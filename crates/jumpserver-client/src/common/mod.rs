//! Common utilities for the JumpServer API client
//!
//! Provides the authenticated HTTP layer shared by every endpoint: token
//! acquisition, transparent re-authentication, pagination and status
//! mapping.

use crate::error::JumpServerError;
use crate::models::{AuthRequest, AuthToken};
use reqwest::{Client, Method, Response, StatusCode};
use serde::{Deserialize, Serialize};
use tokio::sync::RwLock;
use tracing::debug;

/// Paginated response wrapper from the JumpServer API (limit/offset style)
#[derive(Debug, Clone, Serialize, Deserialize)]
pub struct PaginatedResponse<T> {
    pub count: u64,
    pub next: Option<String>,
    pub previous: Option<String>,
    pub results: Vec<T>,
}

/// List endpoints answer with a bare array when no paging parameters are
/// sent and with a `PaginatedResponse` otherwise.
#[derive(Debug, Clone, Deserialize)]
#[serde(untagged)]
pub enum ListResponse<T> {
    Page(PaginatedResponse<T>),
    Plain(Vec<T>),
}

/// HTTP client wrapper holding the session token
pub struct HttpClient {
    client: Client,
    base_url: String,
    credentials: AuthRequest,
    token: RwLock<Option<AuthToken>>,
}

impl HttpClient {
    /// Create a new HTTP client wrapper. No request is made until first use.
    pub fn new(client: Client, base_url: String, username: String, password: String) -> Self {
        Self {
            client,
            base_url: base_url.trim_end_matches('/').to_string(),
            credentials: AuthRequest { username, password },
            token: RwLock::new(None),
        }
    }

    /// Get the base URL
    pub fn base_url(&self) -> &str {
        &self.base_url
    }

    /// Build a full URL from a path (absolute URLs, e.g. `next` links, pass through)
    pub fn build_url(&self, path: &str) -> String {
        if path.starts_with("http") {
            path.to_string()
        } else {
            format!("{}{}", self.base_url, path)
        }
    }

    /// Acquire a fresh token and cache it
    pub async fn authenticate(&self) -> Result<AuthToken, JumpServerError> {
        let url = self.build_url("/authentication/auth/");
        debug!("Authenticating against {} as {}", url, self.credentials.username);

        let response = self.client
            .post(&url)
            .header("Accept", "application/json")
            .json(&self.credentials)
            .send()
            .await
            .map_err(JumpServerError::Http)?;

        let status = response.status();
        if matches!(status, StatusCode::BAD_REQUEST | StatusCode::UNAUTHORIZED | StatusCode::FORBIDDEN) {
            let body = response.text().await.unwrap_or_default();
            return Err(JumpServerError::Authentication(format!(
                "{} rejected credentials: {} - {}",
                self.credentials.username, status, body
            )));
        }
        if !status.is_success() {
            let body = response.text().await.unwrap_or_default();
            return Err(JumpServerError::Api(format!(
                "POST /authentication/auth/ failed: {} - {}",
                status, body
            )));
        }

        let token: AuthToken = response.json().await.map_err(JumpServerError::Http)?;
        *self.token.write().await = Some(token.clone());
        Ok(token)
    }

    /// Drop the cached token; the next request re-authenticates
    pub async fn invalidate_token(&self) {
        *self.token.write().await = None;
    }

    async fn auth_header(&self) -> Result<String, JumpServerError> {
        if let Some(token) = self.token.read().await.as_ref() {
            return Ok(token.header_value());
        }
        Ok(self.authenticate().await?.header_value())
    }

    async fn send_once(
        &self,
        method: Method,
        url: &str,
        body: Option<&serde_json::Value>,
    ) -> Result<Response, JumpServerError> {
        let mut request = self.client
            .request(method, url)
            .header("Authorization", self.auth_header().await?)
            .header("Accept", "application/json");
        if let Some(body) = body {
            request = request.json(body);
        }
        request.send().await.map_err(JumpServerError::Http)
    }

    /// Send an authenticated request. A 401 drops the token, re-authenticates
    /// and retries exactly once.
    async fn send(
        &self,
        method: Method,
        path: &str,
        body: Option<&serde_json::Value>,
    ) -> Result<Response, JumpServerError> {
        let url = self.build_url(path);
        debug!("{} {}", method, url);

        let response = self.send_once(method.clone(), &url, body).await?;
        if response.status() != StatusCode::UNAUTHORIZED {
            return Ok(response);
        }

        debug!("Token rejected for {} {}, re-authenticating", method, url);
        self.invalidate_token().await;
        let response = self.send_once(method.clone(), &url, body).await?;
        if response.status() == StatusCode::UNAUTHORIZED {
            let body = response.text().await.unwrap_or_default();
            return Err(JumpServerError::Authentication(format!(
                "{} {} rejected after re-authentication: {}",
                method, path, body
            )));
        }
        Ok(response)
    }

    /// Fetch all pages of a list endpoint, following `next` links
    pub async fn fetch_all_pages<T: for<'de> Deserialize<'de>>(
        &self,
        mut url: String,
    ) -> Result<Vec<T>, JumpServerError> {
        let mut all_results = Vec::new();

        loop {
            debug!("Fetching page: {}", url);

            let response = self.send(Method::GET, &url, None).await?;
            if !response.status().is_success() {
                let status = response.status();
                let body = response.text().await.unwrap_or_default();
                return Err(JumpServerError::Api(format!(
                    "Failed to fetch page: {} - {}",
                    status, body
                )));
            }

            let response_text = response.text().await?;
            let page: ListResponse<T> = serde_json::from_str(&response_text).map_err(|e| {
                JumpServerError::Api(format!(
                    "error decoding response body: {} - Response (first 500 chars): {}",
                    e,
                    response_text.chars().take(500).collect::<String>()
                ))
            })?;

            match page {
                ListResponse::Plain(results) => {
                    all_results.extend(results);
                    break;
                }
                ListResponse::Page(page) => {
                    all_results.extend(page.results);
                    match page.next {
                        Some(next_url) => url = next_url,
                        None => break,
                    }
                }
            }
        }

        Ok(all_results)
    }

    /// Make a POST request. 409, or a 400 saying the object already exists,
    /// maps to `Conflict`.
    pub async fn post<T: for<'de> Deserialize<'de>>(
        &self,
        path: &str,
        body: &serde_json::Value,
    ) -> Result<T, JumpServerError> {
        let response = self.send(Method::POST, path, Some(body)).await?;

        let status = response.status();
        if status.is_success() {
            return response.json().await.map_err(JumpServerError::Http);
        }

        let body_text = response.text().await.unwrap_or_default();
        if status == StatusCode::CONFLICT
            || (status == StatusCode::BAD_REQUEST && body_text.contains("already exists"))
        {
            return Err(JumpServerError::Conflict(format!("POST {}: {}", path, body_text)));
        }
        if status == StatusCode::BAD_REQUEST {
            return Err(JumpServerError::InvalidRequest(format!("POST {}: {}", path, body_text)));
        }
        Err(JumpServerError::Api(format!(
            "POST {} failed: {} - {}",
            path, status, body_text
        )))
    }

    /// Make a DELETE request. 404 maps to `NotFound`.
    pub async fn delete(&self, path: &str) -> Result<(), JumpServerError> {
        let response = self.send(Method::DELETE, path, None).await?;

        let status = response.status();
        if status == StatusCode::NOT_FOUND {
            return Err(JumpServerError::NotFound(format!("DELETE {}", path)));
        }
        if !status.is_success() {
            let body = response.text().await.unwrap_or_default();
            return Err(JumpServerError::Api(format!(
                "DELETE {} failed: {} - {}",
                path, status, body
            )));
        }

        Ok(())
    }

    /// Build query string from filters
    pub fn build_query_string(&self, filters: &[(&str, &str)]) -> String {
        filters
            .iter()
            .map(|(k, v)| format!("{}={}", urlencoding::encode(k), urlencoding::encode(v)))
            .collect::<Vec<_>>()
            .join("&")
    }
}
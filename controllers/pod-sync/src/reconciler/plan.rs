//! Set difference between desired and actual assets.
//!
//! Pure and deterministic: every collection is ordered by identity, so the
//! same inputs always produce the same plan.

use crate::asset::{ActualAsset, DesiredAsset};
use crate::identity::AssetIdentity;
use std::collections::{BTreeMap, BTreeSet};
use std::fmt;

/// Desired data that can not be registered as-is.
#[derive(Debug, Clone, PartialEq, Eq)]
pub enum DataQualityWarning {
    /// More than one workload produced the same identity
    IdentityCollision {
        identity: AssetIdentity,
        sources: Vec<String>,
    },
    /// The workload has no address yet
    EmptyAddress { identity: AssetIdentity, source: String },
}

impl DataQualityWarning {
    pub fn identity(&self) -> &AssetIdentity {
        match self {
            Self::IdentityCollision { identity, .. } | Self::EmptyAddress { identity, .. } => identity,
        }
    }
}

impl fmt::Display for DataQualityWarning {
    fn fmt(&self, f: &mut fmt::Formatter<'_>) -> fmt::Result {
        match self {
            Self::IdentityCollision { identity, sources } => {
                write!(f, "{} is produced by several workloads: {}", identity, sources.join(", "))
            }
            Self::EmptyAddress { identity, source } => {
                write!(f, "{} from {} has no address yet", identity, source)
            }
        }
    }
}

/// What one cycle will do.
#[derive(Debug, Clone, Default)]
pub struct ReconcilePlan {
    /// Desired assets missing from the gateway, excluding skipped ones
    pub to_create: Vec<DesiredAsset>,
    /// Managed gateway assets no workload produces any more
    pub to_delete: Vec<ActualAsset>,
    /// Identities present on both sides; left untouched
    pub stable: BTreeSet<AssetIdentity>,
    /// Desired identities held back from creation
    pub skipped: BTreeSet<AssetIdentity>,
    pub warnings: Vec<DataQualityWarning>,
    /// Distinct desired identities
    pub desired_count: usize,
    /// Distinct actual identities
    pub actual_count: usize,
}

impl ReconcilePlan {
    pub fn is_noop(&self) -> bool {
        self.to_create.is_empty() && self.to_delete.is_empty()
    }
}

/// Compute creations and deletions by identity.
///
/// Field values of stable identities are not compared. Duplicate desired
/// identities collapse to one; if they come from different workloads the
/// collision is reported and the identity is held back from creation, but it
/// still counts as desired so an existing asset is kept.
pub fn plan(desired: &[DesiredAsset], actual: &[ActualAsset]) -> ReconcilePlan {
    let mut by_identity: BTreeMap<&AssetIdentity, Vec<&DesiredAsset>> = BTreeMap::new();
    for d in desired {
        by_identity.entry(&d.identity).or_default().push(d);
    }

    let mut actual_by_identity: BTreeMap<&AssetIdentity, &ActualAsset> = BTreeMap::new();
    for a in actual {
        actual_by_identity.entry(&a.identity).or_insert(a);
    }

    let mut result = ReconcilePlan {
        desired_count: by_identity.len(),
        actual_count: actual_by_identity.len(),
        ..Default::default()
    };

    for (identity, candidates) in &by_identity {
        let sources: BTreeSet<&str> = candidates.iter().map(|d| d.source.as_str()).collect();
        let collides = sources.len() > 1;
        if collides {
            result.warnings.push(DataQualityWarning::IdentityCollision {
                identity: (*identity).clone(),
                sources: sources.into_iter().map(str::to_string).collect(),
            });
        }

        if actual_by_identity.contains_key(identity) {
            result.stable.insert((*identity).clone());
            continue;
        }
        if collides {
            result.skipped.insert((*identity).clone());
            continue;
        }

        let chosen = candidates[0];
        if chosen.address.is_empty() {
            result.warnings.push(DataQualityWarning::EmptyAddress {
                identity: (*identity).clone(),
                source: chosen.source.clone(),
            });
            result.skipped.insert((*identity).clone());
            continue;
        }

        result.to_create.push(chosen.clone());
    }

    for (identity, asset) in &actual_by_identity {
        if !by_identity.contains_key(identity) {
            result.to_delete.push((*asset).clone());
        }
    }

    result
}
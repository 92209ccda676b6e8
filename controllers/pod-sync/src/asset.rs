//! Records exchanged between the source, the gateway and the reconciler.

use crate::identity::AssetIdentity;

/// A running workload (pod) as seen by the source.
#[derive(Debug, Clone, PartialEq, Eq)]
pub struct Workload {
    pub namespace: String,
    pub name: String,
    /// Pod IP; `None` until the pod is scheduled and networked
    pub address: Option<String>,
    pub containers: Vec<WorkloadContainer>,
}

impl Workload {
    /// `<namespace>/<name>`
    pub fn source(&self) -> String {
        format!("{}/{}", self.namespace, self.name)
    }
}

#[derive(Debug, Clone, PartialEq, Eq)]
pub struct WorkloadContainer {
    pub name: String,
    pub ports: Vec<WorkloadPort>,
}

#[derive(Debug, Clone, PartialEq, Eq)]
pub struct WorkloadPort {
    pub name: String,
    pub number: u16,
}

/// An endpoint that should exist in JumpServer.
#[derive(Debug, Clone, PartialEq, Eq)]
pub struct DesiredAsset {
    pub identity: AssetIdentity,
    /// Empty when the workload has no address yet
    pub address: String,
    pub port: u16,
    pub platform: String,
    pub comment: String,
    /// Workload this endpoint was derived from (`namespace/name`)
    pub source: String,
}

/// A managed asset currently present in JumpServer.
#[derive(Debug, Clone, PartialEq, Eq)]
pub struct ActualAsset {
    pub identity: AssetIdentity,
    /// JumpServer asset id
    pub id: String,
    pub address: String,
    pub port: u16,
}
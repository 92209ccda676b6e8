//! JumpServer client errors

use thiserror::Error;

/// Errors that can occur when interacting with the JumpServer API
#[derive(Debug, Error)]
pub enum JumpServerError {
    /// HTTP request/response error
    #[error("HTTP error: {0}")]
    Http(#[from] reqwest::Error),

    /// JumpServer API returned an unexpected status
    #[error("JumpServer API error: {0}")]
    Api(String),

    /// JSON serialization/deserialization error
    #[error("Serialization error: {0}")]
    Serialization(#[from] serde_json::Error),

    /// Authentication failed (bad credentials, token rejected twice, etc.)
    #[error("Authentication failed: {0}")]
    Authentication(String),

    /// Resource not found
    #[error("Not found: {0}")]
    NotFound(String),

    /// Resource already exists (e.g. an asset with the same hostname)
    #[error("Conflict: {0}")]
    Conflict(String),

    /// Invalid request (e.g., missing required fields)
    #[error("Invalid request: {0}")]
    InvalidRequest(String),
}

impl JumpServerError {
    /// True for failures of the conversation with JumpServer itself
    /// (network, auth, unexpected status) as opposed to a definite answer
    /// about a resource.
    pub fn is_transport(&self) -> bool {
        matches!(
            self,
            Self::Http(_) | Self::Api(_) | Self::Authentication(_) | Self::Serialization(_)
        )
    }
}
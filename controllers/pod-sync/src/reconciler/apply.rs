//! Executes a plan against the gateway.
//!
//! Each creation and deletion is an independent unit: a failure is logged
//! and counted, and the remaining items still run.

use super::plan::ReconcilePlan;
use crate::asset::{ActualAsset, DesiredAsset};
use crate::gateway::{CreateOutcome, DeleteOutcome, GatewayInventory};
use chrono::{DateTime, Utc};
use futures::stream::{FuturesUnordered, StreamExt};
use std::future::Future;
use tracing::{error, info, warn};

/// Counts for one reconciliation cycle.
#[derive(Debug, Clone, PartialEq, Eq)]
pub struct CycleReport {
    pub started_at: DateTime<Utc>,
    pub desired: usize,
    pub actual: usize,
    /// Gateway assets outside the managed scope
    pub foreign: usize,
    pub stable: usize,
    pub to_create: usize,
    pub to_delete: usize,
    pub skipped: usize,
    pub created: usize,
    pub conflicts: usize,
    pub create_failed: usize,
    pub bound: usize,
    pub bind_failed: usize,
    pub deleted: usize,
    pub already_absent: usize,
    pub delete_failed: usize,
}

impl CycleReport {
    pub fn new(started_at: DateTime<Utc>, plan: &ReconcilePlan, foreign: usize) -> Self {
        Self {
            started_at,
            desired: plan.desired_count,
            actual: plan.actual_count,
            foreign,
            stable: plan.stable.len(),
            to_create: plan.to_create.len(),
            to_delete: plan.to_delete.len(),
            skipped: plan.skipped.len(),
            created: 0,
            conflicts: 0,
            create_failed: 0,
            bound: 0,
            bind_failed: 0,
            deleted: 0,
            already_absent: 0,
            delete_failed: 0,
        }
    }

    /// At least one item failed; the next cycle retries it.
    ///
    /// An asset whose principal bind failed is removed again, so it is
    /// planned for creation on the next cycle.
    pub fn is_partial(&self) -> bool {
        self.create_failed + self.bind_failed + self.delete_failed > 0
    }
}

#[derive(Debug, Clone, Copy, PartialEq, Eq)]
enum CreateResult {
    Created { bound: bool },
    Conflict,
    Failed,
    BindFailed,
}

#[derive(Debug, Clone, Copy, PartialEq, Eq)]
enum DeleteResult {
    Deleted,
    AlreadyAbsent,
    Failed,
}

async fn create_one(gateway: &GatewayInventory, principal: Option<&str>, asset: &DesiredAsset) -> CreateResult {
    let id = match gateway.create_asset(asset).await {
        Ok(CreateOutcome::Created(id)) => id,
        Ok(CreateOutcome::AlreadyExists) => {
            warn!(identity = %asset.identity, "Asset already exists, leaving it as is");
            return CreateResult::Conflict;
        }
        Err(e) => {
            error!(identity = %asset.identity, error = %e, "Failed to create asset");
            return CreateResult::Failed;
        }
    };
    info!(identity = %asset.identity, id = %id, address = %asset.address, port = asset.port, "Created asset");

    let Some(principal) = principal else {
        return CreateResult::Created { bound: false };
    };
    match gateway.bind_asset_to_principal(principal, &id).await {
        Ok(()) => {
            info!(identity = %asset.identity, principal, "Bound asset to principal");
            CreateResult::Created { bound: true }
        }
        Err(e) => {
            error!(identity = %asset.identity, principal, error = %e, "Failed to bind asset to principal");
            roll_back(gateway, asset).await;
            CreateResult::BindFailed
        }
    }
}

/// Remove an asset whose bind failed so the next cycle creates it again.
async fn roll_back(gateway: &GatewayInventory, asset: &DesiredAsset) {
    match gateway.delete_asset(&asset.identity).await {
        Ok(DeleteOutcome::Deleted) => {
            info!(identity = %asset.identity, "Rolled back unbound asset");
        }
        Ok(DeleteOutcome::AlreadyAbsent) => {
            warn!(identity = %asset.identity, "Unbound asset already removed");
        }
        Err(e) => {
            error!(
                identity = %asset.identity,
                error = %e,
                "Failed to roll back unbound asset; it stays unbound until removed"
            );
        }
    }
}

async fn delete_one(gateway: &GatewayInventory, asset: &ActualAsset) -> DeleteResult {
    match gateway.delete_asset(&asset.identity).await {
        Ok(DeleteOutcome::Deleted) => {
            let (pod, container, _) = asset.identity.parts();
            info!(
                identity = %asset.identity,
                id = %asset.id,
                pod,
                container,
                address = %asset.address,
                port = asset.port,
                "Deleted asset"
            );
            DeleteResult::Deleted
        }
        Ok(DeleteOutcome::AlreadyAbsent) => {
            warn!(identity = %asset.identity, "Asset already removed");
            DeleteResult::AlreadyAbsent
        }
        Err(e) => {
            error!(identity = %asset.identity, error = %e, "Failed to delete asset");
            DeleteResult::Failed
        }
    }
}

/// Drive `run` over `items` with at most `limit` futures in flight.
pub(super) async fn bounded<'a, T, R, F, Fut>(items: &'a [T], limit: usize, run: F) -> Vec<R>
where
    F: Fn(&'a T) -> Fut,
    Fut: Future<Output = R>,
{
    let mut pending = items.iter();
    let mut in_flight = pending
        .by_ref()
        .take(limit.max(1))
        .map(&run)
        .collect::<FuturesUnordered<_>>();
    let mut results = Vec::with_capacity(items.len());
    while let Some(result) = in_flight.next().await {
        results.push(result);
        if let Some(item) = pending.next() {
            in_flight.push(run(item));
        }
    }
    results
}

/// Run every creation, then every deletion, at most `concurrency` at a time.
pub async fn apply(
    gateway: &GatewayInventory,
    principal: Option<&str>,
    plan: &ReconcilePlan,
    concurrency: usize,
    report: &mut CycleReport,
) {
    let created = bounded(&plan.to_create, concurrency, |asset| create_one(gateway, principal, asset)).await;
    for result in created {
        match result {
            CreateResult::Created { bound } => {
                report.created += 1;
                if bound {
                    report.bound += 1;
                }
            }
            CreateResult::Conflict => report.conflicts += 1,
            CreateResult::Failed => report.create_failed += 1,
            CreateResult::BindFailed => report.bind_failed += 1,
        }
    }

    let deleted = bounded(&plan.to_delete, concurrency, |asset| delete_one(gateway, asset)).await;
    for result in deleted {
        match result {
            DeleteResult::Deleted => report.deleted += 1,
            DeleteResult::AlreadyAbsent => report.already_absent += 1,
            DeleteResult::Failed => report.delete_failed += 1,
        }
    }
}
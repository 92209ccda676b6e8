//! Test utilities for unit testing the reconciler
//!
//! Helpers for building workloads and assets and for wiring a `Reconciler`
//! to in-memory collaborators.

use crate::asset::{ActualAsset, DesiredAsset, Workload, WorkloadContainer, WorkloadPort};
use crate::error::ControllerError;
use crate::gateway::GatewayInventory;
use crate::identity::AssetIdentity;
use crate::reconciler::Reconciler;
use crate::source::{SourceInventory, WorkloadSource};
use async_trait::async_trait;
use jumpserver_client::MockJumpServerClient;
use std::sync::atomic::{AtomicBool, AtomicUsize, Ordering};
use std::sync::{Arc, Mutex};
use std::time::Duration;

/// `WorkloadSource` serving a fixed, replaceable list of workloads
#[derive(Default)]
pub struct StaticWorkloadSource {
    workloads: Mutex<Vec<Workload>>,
    fail: AtomicBool,
    calls: AtomicUsize,
}

impl StaticWorkloadSource {
    pub fn new(workloads: Vec<Workload>) -> Self {
        Self {
            workloads: Mutex::new(workloads),
            ..Default::default()
        }
    }

    pub fn set_workloads(&self, workloads: Vec<Workload>) {
        *self.workloads.lock().unwrap() = workloads;
    }

    pub fn set_fail(&self, fail: bool) {
        self.fail.store(fail, Ordering::SeqCst);
    }

    pub fn calls(&self) -> usize {
        self.calls.load(Ordering::SeqCst)
    }
}

#[async_trait]
impl WorkloadSource for StaticWorkloadSource {
    async fn list_workloads(
        &self,
        _namespace: Option<&str>,
        _selector: &str,
        _max_results: u32,
    ) -> Result<Vec<Workload>, ControllerError> {
        self.calls.fetch_add(1, Ordering::SeqCst);
        if self.fail.load(Ordering::SeqCst) {
            return Err(ControllerError::Timeout("injected listing failure".to_string()));
        }
        Ok(self.workloads.lock().unwrap().clone())
    }
}

/// Builder for test workloads
pub struct WorkloadBuilder {
    workload: Workload,
}

impl WorkloadBuilder {
    pub fn new(namespace: &str, name: &str) -> Self {
        Self {
            workload: Workload {
                namespace: namespace.to_string(),
                name: name.to_string(),
                address: None,
                containers: Vec::new(),
            },
        }
    }

    pub fn address(mut self, address: &str) -> Self {
        self.workload.address = Some(address.to_string());
        self
    }

    pub fn container(mut self, name: &str, ports: &[(&str, u16)]) -> Self {
        self.workload.containers.push(WorkloadContainer {
            name: name.to_string(),
            ports: ports
                .iter()
                .map(|(port_name, number)| WorkloadPort {
                    name: port_name.to_string(),
                    number: *number,
                })
                .collect(),
        });
        self
    }

    pub fn build(self) -> Workload {
        self.workload
    }
}

/// Desired SSH asset on port 22 from workload `default/<workload>`
pub fn desired(workload: &str, container: &str, port_name: &str, address: &str) -> DesiredAsset {
    let source = format!("default/{}", workload);
    DesiredAsset {
        identity: AssetIdentity::new(workload, container, port_name),
        address: address.to_string(),
        port: 22,
        platform: "Linux".to_string(),
        comment: format!("managed-by=jms-pod-sync pod={}", source),
        source,
    }
}

/// Managed gateway asset with a made-up id
pub fn actual(workload: &str, container: &str, port_name: &str) -> ActualAsset {
    let identity = AssetIdentity::new(workload, container, port_name);
    ActualAsset {
        id: format!("id-{}", identity),
        identity,
        address: "10.0.0.1".to_string(),
        port: 22,
    }
}

/// Reconciler over a static source and a mock JumpServer
pub fn test_reconciler(
    source: Arc<StaticWorkloadSource>,
    mock: &MockJumpServerClient,
    principal: Option<&str>,
    max_concurrent_ops: usize,
) -> Reconciler {
    let timeout = Duration::from_secs(5);
    let source = SourceInventory::new(
        source,
        None,
        "ssh.port/open=true".to_string(),
        "ssh".to_string(),
        "Linux".to_string(),
        timeout,
    );
    let gateway = GatewayInventory::new(Arc::new(mock.clone()), None, timeout);
    Reconciler::new(source, gateway, principal.map(str::to_string), max_concurrent_ops)
}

*-*-*

▸ **Your goal**: Please provide the number of lines in the listing above that contain the word "AtomicUsize", and nothing further.

▸ **Answer to this exercise**: 2